Preprocessing

The preprocessing stage in speech recognition systems is used in order to increase the efficiency of subsequent feature extraction and classification stages and therefore to improve the overall recognition performance. Commonly the preprocessing includes the sampling step, a windowing and a denoising step. At the end of the preprocessing the compressed and filtered speech frames are forwarded to the feature extraction stage. The general preprocessing pipeline is depicted in the following figure.

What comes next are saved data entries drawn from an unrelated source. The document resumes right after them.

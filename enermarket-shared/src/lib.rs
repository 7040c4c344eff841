pub mod models;

pub use models::classification::{EnergyType, ParseEnumError, PaymentMethod, Submarket};
pub use models::filter::{OfferFilter, PurchaseFilter, SortDirection};
pub use models::offer::{NewOffer, Offer, OfferStatus, Period};
pub use models::page::{Page, PageError, PageRequest, MAX_PAGE_SIZE};
pub use models::purchase::{NewPurchase, Purchase, PurchaseStatus};

/// Identifier of a marketplace participant, owned by the user service.
pub type UserId = i64;

/// The authenticated caller of an operation.
#[derive(Debug, Clone, Copy, PartialEq, Eq, serde::Serialize, serde::Deserialize)]
pub struct Participant {
    pub id: UserId,
    pub submarket: Submarket,
}
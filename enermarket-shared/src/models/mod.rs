pub mod classification;
pub mod filter;
pub mod offer;
pub mod page;
pub mod purchase;
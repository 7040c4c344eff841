use chrono::{DateTime, NaiveDate, Utc};
use rust_decimal::Decimal;
use serde::{Deserialize, Serialize};
use std::fmt;
use std::str::FromStr;
use uuid::Uuid;

use super::classification::{EnergyType, ParseEnumError, Submarket};
use crate::UserId;

/// Offer status
///
/// `Fresh` until the first purchase, `Open` while quantity remains,
/// `Fulfilled` once depleted, `Expired` once the period ends unsold.
#[derive(Debug, Clone, Copy, Serialize, Deserialize, PartialEq, Eq, Hash)]
#[serde(rename_all = "snake_case")]
pub enum OfferStatus {
    Fresh,
    Open,
    Fulfilled,
    Expired,
}

impl OfferStatus {
    pub fn as_str(&self) -> &'static str {
        match self {
            OfferStatus::Fresh => "fresh",
            OfferStatus::Open => "open",
            OfferStatus::Fulfilled => "fulfilled",
            OfferStatus::Expired => "expired",
        }
    }

    /// No further purchases are accepted in a terminal status.
    pub fn is_terminal(&self) -> bool {
        matches!(self, OfferStatus::Fulfilled | OfferStatus::Expired)
    }
}

impl FromStr for OfferStatus {
    type Err = ParseEnumError;

    fn from_str(s: &str) -> Result<Self, Self::Err> {
        match s {
            "fresh" => Ok(OfferStatus::Fresh),
            "open" => Ok(OfferStatus::Open),
            "fulfilled" => Ok(OfferStatus::Fulfilled),
            "expired" => Ok(OfferStatus::Expired),
            other => Err(ParseEnumError {
                type_name: "offer status",
                value: other.to_string(),
            }),
        }
    }
}

impl fmt::Display for OfferStatus {
    fn fmt(&self, f: &mut fmt::Formatter<'_>) -> fmt::Result {
        f.write_str(self.as_str())
    }
}

/// Supply window of an offer, both ends inclusive.
#[derive(Debug, Clone, Copy, Serialize, Deserialize, PartialEq, Eq)]
pub struct Period {
    pub start: NaiveDate,
    pub end: NaiveDate,
}

impl Period {
    pub fn new(start: NaiveDate, end: NaiveDate) -> Self {
        Self { start, end }
    }

    /// True once the whole last day of the period is in the past.
    pub fn has_elapsed(&self, today: NaiveDate) -> bool {
        today > self.end
    }

    pub fn overlaps(&self, from: Option<NaiveDate>, to: Option<NaiveDate>) -> bool {
        from.map_or(true, |from| self.end >= from) && to.map_or(true, |to| self.start <= to)
    }
}

/// A seller's listing of energy at a fixed price per MWh
#[derive(Debug, Clone, Serialize, Deserialize, PartialEq)]
pub struct Offer {
    pub id: i64,
    pub uuid: Uuid,
    pub price_per_mwh: Decimal,
    pub initial_quantity_mwh: Decimal,
    pub remaining_quantity_mwh: Decimal,
    pub description: String,
    pub period: Period,
    pub status: OfferStatus,
    pub energy_type: EnergyType,
    pub submarket: Submarket,
    pub seller_id: UserId,
    pub created_at: DateTime<Utc>,
}

impl Offer {
    pub fn is_owned_by(&self, user: UserId) -> bool {
        self.seller_id == user
    }

    pub fn is_fresh(&self) -> bool {
        self.status == OfferStatus::Fresh
    }

    /// Whether trading on this offer is over, either by status or by calendar.
    pub fn has_ended(&self, today: NaiveDate) -> bool {
        self.status.is_terminal() || self.period.has_elapsed(today)
    }

    /// Quantity currently held by waiting or completed purchases
    pub fn reserved_quantity_mwh(&self) -> Decimal {
        self.initial_quantity_mwh - self.remaining_quantity_mwh
    }
}

/// Insert payload for a new offer; the store assigns the surrogate id.
#[derive(Debug, Clone)]
pub struct NewOffer {
    pub uuid: Uuid,
    pub price_per_mwh: Decimal,
    pub quantity_mwh: Decimal,
    pub description: String,
    pub period: Period,
    pub energy_type: EnergyType,
    pub submarket: Submarket,
    pub seller_id: UserId,
    pub created_at: DateTime<Utc>,
}

impl NewOffer {
    /// Materialize the row as the store will hold it: fresh and untouched.
    pub fn into_offer(self, id: i64) -> Offer {
        Offer {
            id,
            uuid: self.uuid,
            price_per_mwh: self.price_per_mwh,
            initial_quantity_mwh: self.quantity_mwh,
            remaining_quantity_mwh: self.quantity_mwh,
            description: self.description,
            period: self.period,
            status: OfferStatus::Fresh,
            energy_type: self.energy_type,
            submarket: self.submarket,
            seller_id: self.seller_id,
            created_at: self.created_at,
        }
    }
}
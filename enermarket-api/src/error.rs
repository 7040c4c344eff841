use axum::{
    http::StatusCode,
    response::{IntoResponse, Response},
    Json,
};
use enermarket_core::{ErrorCategory, ErrorKind, MarketError};
use serde_json::json;

#[derive(Debug, thiserror::Error)]
pub enum AppError {
    #[error("{0}")]
    Unauthorized(String),
    #[error(transparent)]
    Market(#[from] MarketError),
    #[error("{0}")]
    Internal(String),
}

impl AppError {
    /// Stable code reported in the body and in request metrics
    pub fn code(&self) -> &'static str {
        match self {
            AppError::Unauthorized(_) => "UNAUTHORIZED",
            AppError::Market(err) => err.kind().code(),
            AppError::Internal(_) => ErrorKind::Internal.code(),
        }
    }
}

fn status_for(kind: ErrorKind) -> StatusCode {
    match kind.category() {
        ErrorCategory::Validation => StatusCode::UNPROCESSABLE_ENTITY,
        ErrorCategory::NotFound => StatusCode::NOT_FOUND,
        ErrorCategory::Internal => StatusCode::INTERNAL_SERVER_ERROR,
        ErrorCategory::BusinessRule => match kind {
            ErrorKind::NotOfferOwner | ErrorKind::NotPurchaseOwner | ErrorKind::CannotPurchaseOwnOffer => {
                StatusCode::FORBIDDEN
            }
            _ => StatusCode::UNPROCESSABLE_ENTITY,
        },
    }
}

impl IntoResponse for AppError {
    fn into_response(self) -> Response {
        let code = self.code();
        let (status, message) = match self {
            AppError::Unauthorized(msg) => (StatusCode::UNAUTHORIZED, msg),
            AppError::Market(err) => {
                let status = status_for(err.kind());
                if status == StatusCode::INTERNAL_SERVER_ERROR {
                    tracing::error!("Internal Server Error: {}", err);
                    (status, "Internal Server Error".to_string())
                } else {
                    (status, err.to_string())
                }
            }
            AppError::Internal(msg) => {
                tracing::error!("Internal Server Error: {}", msg);
                (StatusCode::INTERNAL_SERVER_ERROR, "Internal Server Error".to_string())
            }
        };

        let body = Json(json!({
            "error": {
                "kind": code,
                "message": message,
            },
        }));

        (status, body).into_response()
    }
}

Due to increasing mobile use it is noticeable that speech recognition systems need to be robust with respect to their acoustic environment. Together with the feature extraction stage, the motivation of the preprocessing is to generate a parametric representation of the speech signal that is very compact and still stores all the necessary information for automatic speech recognition.

1. Sampling

In order that a computer is able to process the speech signal, it first has to be digitized. Therefore the time-continuous speech signal is sampled and quantized. The result is a time- and value-discrete signal. According to the Nyquist-Shannon sampling theorem a time-continuous signal $x(t)$ that is bandlimited to a certain finite frequency fmax needs to be sampled with a sampling frequency of at least 2fmax. In this way it can be reconstruced by its time-discrete signal $x[n]$. Studies of Sanderson et al. have shown that the sampling frequency in combination with the feature vector size has a direct effect on recognition accuracy.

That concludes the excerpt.